*REQUIRED ACTION:* Look through the material below and show every line with the word "warnings".

*SOURCE MATERIAL:*
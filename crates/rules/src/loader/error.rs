//! Error types and load result structures for the definition loader.

use std::path::PathBuf;

/// Errors that can occur while reading a definition document.
#[derive(Debug, thiserror::Error)]
pub enum DefinitionError {
    /// Filesystem I/O error.
    #[error("IO error: {0}")]
    Io(#[from] std::io::Error),

    /// JSON parse/deserialization error.
    #[error("JSON parse error: {0}")]
    Json(#[from] serde_json::Error),

    /// YAML parse/deserialization error.
    #[error("YAML parse error: {0}")]
    Yaml(#[from] serde_yaml::Error),

    /// The document parsed but has the wrong shape.
    #[error("Invalid definition document: {0}")]
    Invalid(String),
}

/// Result alias for definition loading.
pub type Result<T> = std::result::Result<T, DefinitionError>;

/// Outcome of loading one section of a definitions document.
#[derive(Debug, Clone, PartialEq)]
pub struct LoadResult {
    /// Document the section was read from. None when no document was configured.
    pub path: Option<PathBuf>,
    /// `patterns`, `rules` or `plans`.
    pub section: &'static str,
    pub status: LoadStatus,
}

/// Status of a single section load attempt.
#[derive(Debug, Clone, PartialEq)]
pub enum LoadStatus {
    /// Section read from the document.
    Loaded { count: usize },
    /// Section absent; built-in defaults used.
    Skipped { reason: String },
    /// Section unreadable; built-in defaults used.
    Failed { error: String },
}

impl LoadResult {
    pub fn used_defaults(&self) -> bool {
        !matches!(self.status, LoadStatus::Loaded { .. })
    }
}
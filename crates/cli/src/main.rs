mod cli;
mod config;
mod terminal;

use anyhow::{Context, Result};
use clap::Parser;
use std::fs::OpenOptions;
use std::io::Read;
use std::path::Path;
use std::sync::atomic::Ordering;
use std::sync::{Arc, Mutex};
use std::time::Duration;
use tracing::{debug, error, info, warn};
use tracing_subscriber::EnvFilter;

use fleetmend_core::config::load_dotenv;
use fleetmend_core::{parse_records, ApprovalMode, Config};
use fleetmend_remediation::{
    discover_commands, ApprovalCallback, AutoApprove, CommandRegistry, DryRun, RemediationCommand,
    ShellCommand,
};
use fleetmend_rules::lint::lint_definitions;
use fleetmend_rules::loader::{definitions_from_value, read_document, LoadStatus};
use fleetmend_telemetry::TelemetryFeedback;
use fleetmend_workflow::{WorkflowOrchestrator, WorkflowRequest};

use crate::cli::{CliArgs, Command, LintArgs, RunArgs};
use crate::config::CliConfig;
use crate::terminal::{Terminal, TerminalApprover};

/// Exit code for problems found before a workflow starts.
const USAGE_EXIT_CODE: i32 = 3;

#[tokio::main]
async fn main() {
    let args = match CliArgs::try_parse() {
        Ok(args) => args,
        Err(e) => {
            let code = if e.use_stderr() { USAGE_EXIT_CODE } else { 0 };
            e.print().ok();
            std::process::exit(code);
        }
    };

    init_tracing(args.log_file.as_deref());

    let code = match dispatch(args).await {
        Ok(code) => code,
        Err(e) => {
            error!(error = %format!("{e:#}"), "fleetmend failed before the workflow started");
            eprintln!("error: {e:#}");
            USAGE_EXIT_CODE
        }
    };
    std::process::exit(code);
}

/// Log to `log_file` when it can be opened, otherwise to stderr.
fn init_tracing(log_file: Option<&Path>) {
    let filter = || {
        EnvFilter::try_from_default_env().unwrap_or_else(|_| EnvFilter::new("info"))
    };

    let opened = log_file.map(|path| (path, OpenOptions::new().create(true).append(true).open(path)));
    match opened {
        Some((_, Ok(file))) => {
            tracing_subscriber::fmt()
                .with_env_filter(filter())
                .with_target(false)
                .with_ansi(false)
                .with_writer(Mutex::new(file))
                .init();
        }
        other => {
            tracing_subscriber::fmt()
                .with_env_filter(filter())
                .with_target(false)
                .with_writer(std::io::stderr)
                .init();
            if let Some((path, Err(e))) = other {
                warn!(path = %path.display(), error = %e, "cannot open log file, logging to stderr");
            }
        }
    }
}

async fn dispatch(args: CliArgs) -> Result<i32> {
    match args.command {
        Command::Run(run_args) => {
            let cli_config = CliConfig::load(args.config.as_deref())
                .context("failed to load configuration")?;
            run(run_args, cli_config).await
        }
        Command::Lint(lint_args) => lint(lint_args),
    }
}

// ── run ───────────────────────────────────────────────────────

async fn run(args: RunArgs, cli_config: CliConfig) -> Result<i32> {
    load_dotenv();
    let mut config = Config::from_env();
    apply_overrides(&mut config, &args, &cli_config);
    config.log_summary();

    let from_stdin = args.input.as_deref().map_or(true, |p| p == Path::new("-"));
    let text = read_input(args.input.as_deref()).context("failed to read diagnostic snapshot")?;
    let records = parse_records(&text).context("failed to parse diagnostic snapshot")?;
    info!(records = records.len(), "snapshot loaded");

    let approver: Arc<dyn ApprovalCallback> = if args.what_if {
        info!("what-if run, no plan will execute");
        Arc::new(DryRun)
    } else {
        match config.execution.approval_mode {
            ApprovalMode::Automatic => Arc::new(AutoApprove),
            ApprovalMode::Assisted => {
                if from_stdin {
                    warn!("snapshot read from stdin, approval prompts will see end of input and skip every plan");
                }
                Arc::new(TerminalApprover)
            }
        }
    };

    let registry = build_registry(&cli_config, &config);
    let telemetry = TelemetryFeedback::from_config(&config.telemetry, cli_config.telemetry_headers.clone());
    let orchestrator = WorkflowOrchestrator::new(registry, approver)
        .with_limits(config.limits.clone())
        .with_host(config.telemetry.server_name.clone())
        .with_telemetry(telemetry);

    let token = orchestrator.cancellation_token();
    tokio::spawn(async move {
        if tokio::signal::ctrl_c().await.is_ok() {
            warn!("interrupt received, cancelling after the current step");
            token.store(true, Ordering::SeqCst);
        }
    });

    let request = WorkflowRequest::from_config(records, &config);
    let summary = orchestrator.run(request).await;

    if args.json {
        println!("{}", serde_json::to_string_pretty(&summary)?);
    } else {
        Terminal.print_summary(&summary)?;
    }
    Ok(summary.overall_status.exit_code())
}

/// Flags win over the config file, which wins over the environment.
/// `--what-if` always runs Assisted.
fn apply_overrides(config: &mut Config, args: &RunArgs, cli_config: &CliConfig) {
    if let Some(path) = &args.definitions {
        config.definitions.definitions_path = Some(path.clone());
    }
    if let Some(path) = &args.features {
        config.definitions.feature_definition_path = Some(path.clone());
    }
    if let Some(path) = &args.validation {
        config.definitions.validation_rules_path = Some(path.clone());
    }
    if let Some(dir) = &args.commands_dir {
        config.execution.commands_dir = Some(dir.clone());
    }
    if let Some(command) = &args.model_command {
        config.model.command = Some(command.clone());
    }
    if let Some(host) = &args.host {
        config.telemetry.server_name = host.clone();
    }
    config.execution.approval_mode = if args.what_if {
        ApprovalMode::Assisted
    } else {
        cli_config.resolve_mode(args.mode, config.execution.approval_mode)
    };
}

fn read_input(path: Option<&Path>) -> Result<String> {
    match path {
        Some(p) if p != Path::new("-") => std::fs::read_to_string(p)
            .with_context(|| format!("failed to read {}", p.display())),
        _ => {
            let mut text = String::new();
            std::io::stdin().read_to_string(&mut text)?;
            Ok(text)
        }
    }
}

/// Configured programs first, then anything in the commands directory
/// whose name is not already taken.
fn build_registry(cli_config: &CliConfig, config: &Config) -> Arc<CommandRegistry> {
    let timeout = Duration::from_secs(config.execution.command_timeout_secs);
    let mut registry = CommandRegistry::new();

    for (target, program) in &cli_config.commands {
        if let Err(e) = registry.register(ShellCommand::from_program(target, program, timeout)) {
            warn!(target = %target, error = %e, "skipping configured command");
        }
    }
    if let Some(dir) = &config.execution.commands_dir {
        for command in discover_commands(dir, timeout) {
            if registry.contains(command.name()) {
                debug!(command = command.name(), "configured command shadows discovered program");
                continue;
            }
            if let Err(e) = registry.register(command) {
                warn!(error = %e, "skipping discovered command");
            }
        }
    }

    info!(commands = registry.len(), names = ?registry.names(), "command registry ready");
    Arc::new(registry)
}

// ── lint ──────────────────────────────────────────────────────

fn lint(args: LintArgs) -> Result<i32> {
    let document: serde_json::Value = read_document(&args.definitions)
        .with_context(|| format!("failed to read {}", args.definitions.display()))?;
    let (set, sections) = definitions_from_value(&document, Some(&args.definitions));
    for section in &sections {
        match &section.status {
            LoadStatus::Loaded { count } => debug!(section = section.section, count, "section loaded"),
            LoadStatus::Skipped { reason } => info!(section = section.section, reason = %reason, "section uses built-in defaults"),
            LoadStatus::Failed { error } => warn!(section = section.section, error = %error, "section unreadable"),
        }
    }

    let result = lint_definitions(&set);
    let failed_sections = sections
        .iter()
        .any(|s| matches!(s.status, LoadStatus::Failed { .. }));
    if args.json {
        println!("{}", serde_json::to_string_pretty(&result)?);
    } else {
        Terminal.print_lint(&result)?;
    }
    Ok(if result.valid && !failed_sections { 0 } else { 1 })
}
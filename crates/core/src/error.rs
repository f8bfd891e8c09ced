use thiserror::Error;

#[derive(Error, Debug)]
pub enum FleetError {
    #[error("IO error: {0}")]
    Io(#[from] std::io::Error),

    #[error("JSON error: {0}")]
    Json(#[from] serde_json::Error),

    #[error("Invalid input: {0}")]
    InvalidInput(String),

    #[error("Configuration error: {0}")]
    Config(String),

    #[error("{0}")]
    Other(String),
}
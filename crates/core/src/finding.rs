//! Detection-side results: pattern matches, predictions and recommendations.

use serde::{Deserialize, Serialize};

use crate::record::{DiagnosticRecord, FeatureSet};

/// Maximum number of example records kept per pattern match.
pub const MAX_EXAMPLE_ITEMS: usize = 5;

// ── Pattern matches ───────────────────────────────────────────

#[derive(Debug, Clone, Serialize, Deserialize, PartialEq)]
#[serde(rename_all = "camelCase")]
pub struct PatternMatch {
    pub pattern_name: String,
    pub description: String,
    pub matched_item_count: usize,
    /// At most [`MAX_EXAMPLE_ITEMS`] of the matched records.
    pub example_items: Vec<DiagnosticRecord>,
}

// ── Predictions ───────────────────────────────────────────────

#[derive(Debug, Clone, Copy, Serialize, Deserialize, PartialEq, Eq)]
pub enum PredictionStatus {
    Pending,
    Success,
    Error,
}

/// Coarse risk bucket derived from a prediction's confidence.
#[derive(Debug, Clone, Copy, Serialize, Deserialize, PartialEq, Eq, PartialOrd, Ord)]
pub enum RiskLevel {
    Low,
    Medium,
    High,
    Critical,
}

impl RiskLevel {
    pub fn from_probability(p: f64) -> Self {
        if p >= 0.75 {
            RiskLevel::Critical
        } else if p >= 0.5 {
            RiskLevel::High
        } else if p >= 0.25 {
            RiskLevel::Medium
        } else {
            RiskLevel::Low
        }
    }

    pub fn as_str(&self) -> &'static str {
        match self {
            RiskLevel::Low => "Low",
            RiskLevel::Medium => "Medium",
            RiskLevel::High => "High",
            RiskLevel::Critical => "Critical",
        }
    }
}

/// Normalized model output for one feature set.
#[derive(Debug, Clone, Serialize, Deserialize, PartialEq)]
#[serde(rename_all = "camelCase")]
pub struct PredictionResult {
    pub input_features: FeatureSet,
    pub predicted_label: Option<String>,
    /// Probability of the predicted class. None for direct-label models.
    pub confidence: Option<f64>,
    pub model_type: String,
    pub status: PredictionStatus,
    #[serde(skip_serializing_if = "Option::is_none")]
    pub error_detail: Option<String>,
    #[serde(default, skip_serializing_if = "Vec::is_empty")]
    pub warnings: Vec<String>,
    #[serde(skip_serializing_if = "Option::is_none")]
    pub risk_level: Option<RiskLevel>,
}

impl PredictionResult {
    pub fn pending(input_features: FeatureSet, model_type: impl Into<String>) -> Self {
        Self {
            input_features,
            predicted_label: None,
            confidence: None,
            model_type: model_type.into(),
            status: PredictionStatus::Pending,
            error_detail: None,
            warnings: Vec::new(),
            risk_level: None,
        }
    }

    /// Mark as failed. Label and confidence are cleared.
    pub fn fail(mut self, detail: impl Into<String>) -> Self {
        self.status = PredictionStatus::Error;
        self.error_detail = Some(detail.into());
        self.predicted_label = None;
        self.confidence = None;
        self.risk_level = None;
        self
    }

    pub fn is_success(&self) -> bool {
        self.status == PredictionStatus::Success
    }
}

// ── Recommendations ───────────────────────────────────────────

#[derive(Debug, Clone, Copy, Serialize, Deserialize, PartialEq, Eq, PartialOrd, Ord, Default)]
pub enum Severity {
    #[serde(alias = "info", alias = "INFO")]
    Info,
    #[serde(alias = "low", alias = "LOW")]
    Low,
    #[default]
    #[serde(alias = "medium", alias = "MEDIUM")]
    Medium,
    #[serde(alias = "high", alias = "HIGH")]
    High,
    #[serde(alias = "critical", alias = "CRITICAL")]
    Critical,
}

/// A suggested remediation sourced from a rule definition.
#[derive(Debug, Clone, Serialize, Deserialize, PartialEq)]
#[serde(rename_all = "camelCase")]
pub struct Recommendation {
    #[serde(alias = "Id")]
    pub id: String,
    #[serde(alias = "Title")]
    pub title: String,
    #[serde(default, alias = "Description")]
    pub description: String,
    #[serde(default, alias = "Severity")]
    pub severity: Severity,
    #[serde(default, alias = "Confidence", skip_serializing_if = "Option::is_none")]
    pub confidence: Option<f64>,
}

/// Recommendations produced for one input item.
#[derive(Debug, Clone, Serialize, Deserialize, PartialEq)]
#[serde(rename_all = "camelCase")]
pub struct RecommendationSet {
    pub item: DiagnosticRecord,
    pub recommendations: Vec<Recommendation>,
}
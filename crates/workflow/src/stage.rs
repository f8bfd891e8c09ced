use std::fmt;

/// Pipeline stages, in execution order.
#[derive(Debug, Clone, Copy, PartialEq, Eq)]
pub enum WorkflowStage {
    Started,
    FeatureExtraction,
    PatternDetection,
    Prediction,
    Recommendation,
    PlanResolution,
    ApprovalAndExecution,
    Validation,
    TelemetryReport,
}

impl WorkflowStage {
    pub fn as_str(&self) -> &'static str {
        match self {
            WorkflowStage::Started => "Started",
            WorkflowStage::FeatureExtraction => "FeatureExtraction",
            WorkflowStage::PatternDetection => "PatternDetection",
            WorkflowStage::Prediction => "Prediction",
            WorkflowStage::Recommendation => "Recommendation",
            WorkflowStage::PlanResolution => "PlanResolution",
            WorkflowStage::ApprovalAndExecution => "ApprovalAndExecution",
            WorkflowStage::Validation => "Validation",
            WorkflowStage::TelemetryReport => "TelemetryReport",
        }
    }
}

impl fmt::Display for WorkflowStage {
    fn fmt(&self, f: &mut fmt::Formatter<'_>) -> fmt::Result {
        f.write_str(self.as_str())
    }
}
//! Remediation commands backed by scripts or executables.
//!
//! The program gets the [`CommandRequest`] as JSON on stdin, the action id as
//! `FLEETMEND_ACTION_ID` and each parameter as `FLEETMEND_PARAM_<NAME>`.
//! If stdout is a `{status, output, errors}` JSON document it is the result;
//! otherwise the exit code decides.

use std::path::{Path, PathBuf};
use std::time::Duration;

use async_trait::async_trait;
use serde_json::Value;
use tracing::{debug, info, warn};
use walkdir::WalkDir;

use fleetmend_core::process::{self, ProcessError, ProcessSpec};

use crate::command::{CommandError, CommandOutcome, CommandRequest, RemediationCommand};

pub const ENV_ACTION_ID: &str = "FLEETMEND_ACTION_ID";
pub const ENV_PARAM_PREFIX: &str = "FLEETMEND_PARAM_";

pub struct ShellCommand {
    name: String,
    command_line: String,
    timeout: Duration,
    working_dir: Option<PathBuf>,
}

impl ShellCommand {
    /// A command given as a shell command line.
    pub fn new(name: impl Into<String>, command_line: impl Into<String>, timeout: Duration) -> Self {
        Self {
            name: name.into(),
            command_line: command_line.into(),
            timeout,
            working_dir: None,
        }
    }

    /// A command backed by a program on disk. The program's directory is the
    /// working directory.
    pub fn from_program(name: impl Into<String>, program: &Path, timeout: Duration) -> Self {
        Self {
            name: name.into(),
            command_line: shell_quote(&program.to_string_lossy()),
            timeout,
            working_dir: program.parent().map(Path::to_path_buf),
        }
    }

    pub fn command_line(&self) -> &str {
        &self.command_line
    }
}

#[async_trait]
impl RemediationCommand for ShellCommand {
    fn name(&self) -> &str {
        &self.name
    }

    async fn run(&self, request: &CommandRequest) -> Result<CommandOutcome, CommandError> {
        let body = serde_json::to_value(request)
            .map_err(|e| CommandError::InvalidInput(format!("request not serializable: {e}")))?;

        let mut spec = ProcessSpec::new(&self.command_line, self.timeout)
            .stdin_json(&body)
            .env(ENV_ACTION_ID, &request.action_id);
        for (key, value) in &request.resolved_parameters {
            spec = spec.env(param_env_name(key), param_env_value(value));
        }
        spec.working_dir = self.working_dir.clone();

        debug!(command = %self.name, action_id = %request.action_id, "running remediation command");
        let out = process::run(&spec).await.map_err(|e| match e {
            ProcessError::Timeout(d) => CommandError::Timeout(d),
            other => CommandError::ExecutionFailed(other.to_string()),
        })?;

        let reported = serde_json::from_str::<Value>(out.stdout.trim())
            .ok()
            .and_then(|v| CommandOutcome::from_json(&v));
        let outcome = match reported {
            Some(mut outcome) => {
                if !out.success {
                    outcome.success = false;
                    outcome
                        .errors
                        .push(format!("exit code {}", out.exit_code.unwrap_or(-1)));
                }
                outcome
            }
            None if out.success => CommandOutcome::success(out.combined()),
            None => {
                let mut errors: Vec<String> = out
                    .stderr
                    .lines()
                    .map(str::trim)
                    .filter(|l| !l.is_empty())
                    .map(String::from)
                    .collect();
                if errors.is_empty() {
                    errors.push(format!("exit code {}", out.exit_code.unwrap_or(-1)));
                }
                CommandOutcome {
                    success: false,
                    output: out.stdout.trim_end().to_string(),
                    errors,
                }
            }
        };
        Ok(outcome)
    }
}

/// `ServiceName` → `FLEETMEND_PARAM_SERVICENAME`; other characters outside
/// `[A-Za-z0-9]` become `_`.
pub fn param_env_name(key: &str) -> String {
    let suffix: String = key
        .chars()
        .map(|c| if c.is_ascii_alphanumeric() { c.to_ascii_uppercase() } else { '_' })
        .collect();
    format!("{ENV_PARAM_PREFIX}{suffix}")
}

fn param_env_value(value: &Value) -> String {
    match value {
        Value::String(s) => s.clone(),
        Value::Null => String::new(),
        other => other.to_string(),
    }
}

fn shell_quote(s: &str) -> String {
    format!("'{}'", s.replace('\'', r"'\''"))
}

/// Scan `dir` for remediation programs. Each regular, non-hidden file
/// becomes a command named after its file stem (`flush-dns.sh` →
/// `flush-dns`). Later duplicates of a stem are ignored.
pub fn discover_commands(dir: &Path, timeout: Duration) -> Vec<ShellCommand> {
    let mut found: Vec<ShellCommand> = Vec::new();
    for entry in WalkDir::new(dir)
        .max_depth(1)
        .sort_by_file_name()
        .into_iter()
        .filter_map(|e| match e {
            Ok(entry) => Some(entry),
            Err(err) => {
                warn!(dir = %dir.display(), error = %err, "failed to read commands directory entry");
                None
            }
        })
    {
        if !entry.file_type().is_file() {
            continue;
        }
        let path = entry.path();
        let Some(stem) = path.file_stem().and_then(|s| s.to_str()) else {
            continue;
        };
        if stem.starts_with('.') || stem.is_empty() {
            continue;
        }
        if found.iter().any(|c| c.name == stem) {
            warn!(path = %path.display(), name = stem, "duplicate command name, ignoring");
            continue;
        }
        found.push(ShellCommand::from_program(stem, path, timeout));
    }
    info!(dir = %dir.display(), count = found.len(), "discovered remediation commands");
    found
}

#[cfg(all(test, unix))]
mod tests {
    use super::*;
    use indexmap::IndexMap;
    use serde_json::json;
    use std::os::unix::fs::PermissionsExt;

    fn request(params: &[(&str, Value)]) -> CommandRequest {
        CommandRequest {
            action_id: "REM_SVC_RESTART".into(),
            resolved_parameters: params
                .iter()
                .map(|(k, v)| (k.to_string(), v.clone()))
                .collect::<IndexMap<_, _>>(),
        }
    }

    #[test]
    fn env_names() {
        assert_eq!(param_env_name("ServiceName"), "FLEETMEND_PARAM_SERVICENAME");
        assert_eq!(param_env_name("min-free %"), "FLEETMEND_PARAM_MIN_FREE__");
    }

    #[tokio::test]
    async fn parameters_arrive_as_env() {
        let cmd = ShellCommand::new(
            "echo",
            "printf '%s/%s' \"$FLEETMEND_ACTION_ID\" \"$FLEETMEND_PARAM_SERVICENAME\"",
            Duration::from_secs(5),
        );
        let outcome = cmd.run(&request(&[("ServiceName", json!("Spooler"))])).await.unwrap();
        assert!(outcome.success);
        assert_eq!(outcome.output, "REM_SVC_RESTART/Spooler");
    }

    #[tokio::test]
    async fn json_status_wins_over_plain_output() {
        let cmd = ShellCommand::new(
            "reporting",
            r#"cat >/dev/null; echo '{"status":"Failed","output":"checked","errors":["still stopped"]}'"#,
            Duration::from_secs(5),
        );
        let outcome = cmd.run(&request(&[])).await.unwrap();
        assert!(!outcome.success);
        assert_eq!(outcome.output, "checked");
        assert_eq!(outcome.errors, vec!["still stopped".to_string()]);
    }

    #[tokio::test]
    async fn exit_code_decides_plain_output() {
        let cmd = ShellCommand::new("failing", "echo 'access denied' >&2; exit 5", Duration::from_secs(5));
        let outcome = cmd.run(&request(&[])).await.unwrap();
        assert!(!outcome.success);
        assert_eq!(outcome.errors, vec!["access denied".to_string()]);

        let slow = ShellCommand::new("slow", "sleep 5", Duration::from_millis(100));
        assert!(matches!(slow.run(&request(&[])).await, Err(CommandError::Timeout(_))));
    }

    #[tokio::test]
    async fn discovers_and_runs_scripts() {
        let dir = tempfile::tempdir().unwrap();
        let script = dir.path().join("flush-dns.sh");
        std::fs::write(&script, "#!/bin/sh\necho flushed\n").unwrap();
        std::fs::set_permissions(&script, std::fs::Permissions::from_mode(0o755)).unwrap();
        std::fs::write(dir.path().join(".hidden"), "").unwrap();
        std::fs::create_dir(dir.path().join("nested")).unwrap();

        let commands = discover_commands(dir.path(), Duration::from_secs(5));
        assert_eq!(commands.len(), 1);
        assert_eq!(commands[0].name(), "flush-dns");

        let outcome = commands[0].run(&request(&[])).await.unwrap();
        assert!(outcome.success);
        assert_eq!(outcome.output, "flushed");
    }
}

*EXERCISE RESPONSE:*
    pub warnings: Vec<String>,
            warnings: Vec::new(),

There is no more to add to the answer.